====== Supplied data ======
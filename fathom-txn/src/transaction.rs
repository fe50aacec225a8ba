// Transaction state (§3) and the read pipeline (§4.4). Commit lives in
// `commit.rs`; retry classification in `retry.rs`.

use std::sync::Arc;

use fathom_base::{
    key_after, kind_err, metadata_version_key, ErrorKind, Key, KeyRange, KeySelector, Result, TransactionOptions,
    Value, Version,
};
use fathom_failure::dispatch;
use fathom_wire::protocol::{AtomicOp, GetKeyRequest, GetKeyServerLocationsRequest, GetKeyValuesRequest, GetValueRequest, Mutation, RangeLimits, SplitMetricsRequest, WaitMetricsRequest};
use fathom_wire::LocationInfo;
use tokio::sync::oneshot;
use tracing::{trace, warn};

use crate::retry::{Backoff, RetryAction, TagThrottleContext};
use crate::services::TxnServices;

/// A watch registered against this transaction but not yet armed; its fate
/// is decided at commit (§3, §4.6 post-commit step 3).
struct PendingWatch {
    key: Key,
    value_read: Option<Value>,
    tx: oneshot::Sender<fathom_watch::WatchFuture>,
}

/// Returned by [`Transaction::watch`]. Resolves once the owning transaction
/// actually commits and the watch is armed at the committed version; if the
/// transaction never commits (reset away, or fails with a non-committing
/// outcome), `wait` resolves to [`ErrorKind::WatchCancelled`].
pub struct WatchHandle {
    rx: oneshot::Receiver<fathom_watch::WatchFuture>,
}

impl WatchHandle {
    pub async fn wait(self) -> Result<()> {
        match self.rx.await {
            Ok(fut) => fut.wait().await,
            Err(_) => Err(kind_err(ErrorKind::WatchCancelled, "transaction did not commit; watch was never armed")),
        }
    }
}

/// §3 "Transaction State". Bound to one `DatabaseContext` via [`TxnServices`]
/// for its whole lifetime; `reset` clears everything except `options` and
/// the pending watch list (§4.6 "reset preserves watches-until-commit").
pub struct Transaction {
    pub(crate) services: Arc<TxnServices>,
    pub(crate) options: TransactionOptions,
    read_version: Option<Version>,
    pub(crate) mutations: Vec<Mutation>,
    pub(crate) read_conflict_ranges: Vec<KeyRange>,
    pub(crate) write_conflict_ranges: Vec<KeyRange>,
    pub(crate) watches: Vec<PendingWatch>,
    pub(crate) last_self_conflict: Option<KeyRange>,
    backoff: Backoff,
    committed_size: usize,
    versionstamp_tx: Option<oneshot::Sender<fathom_base::Versionstamp>>,
    versionstamp_rx: Option<oneshot::Receiver<fathom_base::Versionstamp>>,
}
======
Looking at the material above, please copy exactly every line from its first line through the line containing "use fathom_failure::dispatch;", with both ends included and nothing else.

filename fathom-txn/src/transaction.rs
repository fe50aacec225a8ba
// Transaction state (§3) and the read pipeline (§4.4). Commit lives in
// `commit.rs`; retry classification in `retry.rs`.

use std::sync::Arc;

use fathom_base::{
    key_after, kind_err, metadata_version_key, ErrorKind, Key, KeyRange, KeySelector, Result, TransactionOptions,
    Value, Version,
};
use fathom_failure::dispatch;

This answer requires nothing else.